La ville d'eaux et son décor participent de ces élucubrations, comme des personnages, vivants et agissants. Du visuel à la David Lynch.
Le style est soutenu sur la longueur, bravo. Le langage métaphorique remplit très bien sa fonction suggestive et renvoie à l'esprit torturé de la protagoniste. Presque too much mais je n’ai rien contre. Au moins j’ai eu devant moi un personnage incarné et cette impression d’immersion totale, la longueur de la nouvelle jouant à plein dans cette plongée.
Quelques imprécisions dans la construction des phrases, qui font qu’on ne sait plus bien de qui il est question. Mon seul bémol.

Edit : Édit : Ah si, un autre bémol pour le titre. Conjuration me semble trop directif, j’aurais vu par exemple : Entre deux eaux. Mais qui suis-je pour...

   jeanphi   
15/5/2025
trouve l'écriture
très aboutie
et
aime beaucoup
Bonjour,

Au-delà de sa force sur le plan symbolique, la créativité n'a d'égale que l'ambiance entretenue au sein de ce récit.
Aussitôt que l'on se dit parfois sur l'une ou l'autre métaphore que l'auteur en fait trop, les phrases suivantes ramènent à cette trame pleine de douceur et d'inquiétude, à l'instar de la fuite devant l'ouvrier ou de la colère envers le psychanalyste.
Le développement est superbe, d'un personnage tourmenté, on se met à considérer le paradoxe de causalité des troubles provoqués par un traumatisme, ou des traumatismes provoqués par un trouble, puisque le fond reste incertain.
Descriptions et déroulement des actions ne font réellement qu'un seul 'matériel littéraire', sans lourdeur, sans légèreté non plus... Un style éloquent bien qu'emphatique alternant ou parfois même allant jusqu'à conjuguer beauté et efficacité.

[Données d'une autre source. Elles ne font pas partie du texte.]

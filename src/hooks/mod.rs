// ABOUTME: Hooks system for deployment lifecycle events.
// ABOUTME: Discovers and executes shell scripts at pre-deploy, post-deploy, and on-error points.

use std::collections::HashMap;
use std::path::{Path, PathBuf};
use std::process::Stdio;
use tokio::process::Command;

use crate::config::DeploymentConfig;

/// Hook execution points in the deployment lifecycle.
#[derive(Debug, Clone, Copy, PartialEq, Eq)]
pub enum HookPoint {
    /// Before deployment starts. Failure aborts deployment.
    PreDeploy,
    /// After successful deployment. Failure logs warning.
    PostDeploy,
    /// On deployment failure. Failure logs warning.
    OnError,
}

impl HookPoint {
    /// Get the hook filename for this point.
    pub fn filename(&self) -> &'static str {
        match self {
            HookPoint::PreDeploy => "pre-deploy",
            HookPoint::PostDeploy => "post-deploy",
            HookPoint::OnError => "on-error",
        }
    }

    /// Whether failure at this hook point should abort deployment.
    pub fn is_fatal(&self) -> bool {
        matches!(self, HookPoint::PreDeploy)
    }
}

/// Context passed to hooks via environment variables.
#[derive(Debug, Clone)]
pub struct HookContext {
    pub bucket: String,
    pub function: String,
    pub distribution: String,
    /// Published function version, once known.
    pub version: Option<String>,
}

impl HookContext {
    pub fn new(deployment: &DeploymentConfig) -> Self {
        Self {
            bucket: deployment.object_store.bucket.to_string(),
            function: deployment.function.name.to_string(),
            distribution: deployment.edge.distribution_id.to_string(),
            version: None,
        }
    }

    pub fn with_version(mut self, version: impl Into<String>) -> Self {
        self.version = Some(version.into());
        self
    }

    /// Convert context to environment variables.
    pub fn to_env(&self) -> HashMap<String, String> {
        let mut env = HashMap::new();
        env.insert("EDGESHIP_BUCKET".to_string(), self.bucket.clone());
        env.insert("EDGESHIP_FUNCTION".to_string(), self.function.clone());
        env.insert("EDGESHIP_DISTRIBUTION".to_string(), self.distribution.clone());
        if let Some(ref version) = self.version {
            env.insert("EDGESHIP_VERSION".to_string(), version.clone());
        }
        env
    }
}

/// Outcome of a hook that was found and executed.
#[derive(Debug)]
pub struct HookResult {
    pub success: bool,
    pub exit_code: Option<i32>,
    pub stdout: String,
    pub stderr: String,
}

impl HookResult {
    /// One-line description of a failed run for warnings and errors.
    pub fn failure_summary(&self, point: HookPoint) -> String {
        let status = match self.exit_code {
            Some(code) => format!("exit code {}", code),
            None => "no exit code".to_string(),
        };
        let stderr = self.stderr.trim();
        if stderr.is_empty() {
            format!("{} hook failed ({})", point.filename(), status)
        } else {
            format!("{} hook failed ({}): {}", point.filename(), status, stderr)
        }
    }
}

/// Finds hook scripts under `<project>/.edgeship/hooks` and runs them.
pub struct HookRunner {
    hooks_dir: PathBuf,
}

impl HookRunner {
    pub fn new(project_dir: &Path) -> Self {
        Self {
            hooks_dir: project_dir.join(".edgeship").join("hooks"),
        }
    }

    pub fn hook_exists(&self, point: HookPoint) -> bool {
        self.hook_path(point).is_file()
    }

    fn hook_path(&self, point: HookPoint) -> PathBuf {
        self.hooks_dir.join(point.filename())
    }

    /// Run the hook for `point`, or return `None` when there is none.
    ///
    /// A script that cannot be spawned counts as a failed run.
    pub async fn run(&self, point: HookPoint, context: &HookContext) -> Option<HookResult> {
        let hook_path = self.hook_path(point);
        if !hook_path.is_file() {
            return None;
        }

        tracing::info!(hook = point.filename(), path = %hook_path.display(), "Running hook");

        let result = match Command::new(&hook_path)
            .envs(context.to_env())
            .stdout(Stdio::piped())
            .stderr(Stdio::piped())
            .output()
            .await
        {
            Ok(output) => HookResult {
                success: output.status.success(),
                exit_code: output.status.code(),
                stdout: String::from_utf8_lossy(&output.stdout).into_owned(),
                stderr: String::from_utf8_lossy(&output.stderr).into_owned(),
            },
            Err(e) => HookResult {
                success: false,
                exit_code: None,
                stdout: String::new(),
                stderr: e.to_string(),
            },
        };

        if result.success {
            tracing::info!(hook = point.filename(), "Hook completed");
        } else {
            tracing::warn!(hook = point.filename(), exit_code = ?result.exit_code, "Hook failed");
        }
        Some(result)
    }
}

La notion même de fragilité, qui est perceptible à chaque paragraphe, dans ce qu'elle aurait de vital, ou tout au moins de loisible, est ici représentée par la personnalité, sinon par les processus psychiques, du personnage. [Je ne discerne une évocation possible de sa bipolarité qu'en 12, étant donnée le changement de phase. Le texte est bien pensé en cela que, pourtant, ce type de métaphore 'sensorielle' est utilisée depuis le début du texte.]
Merci pour cet impressionnant et fin récit.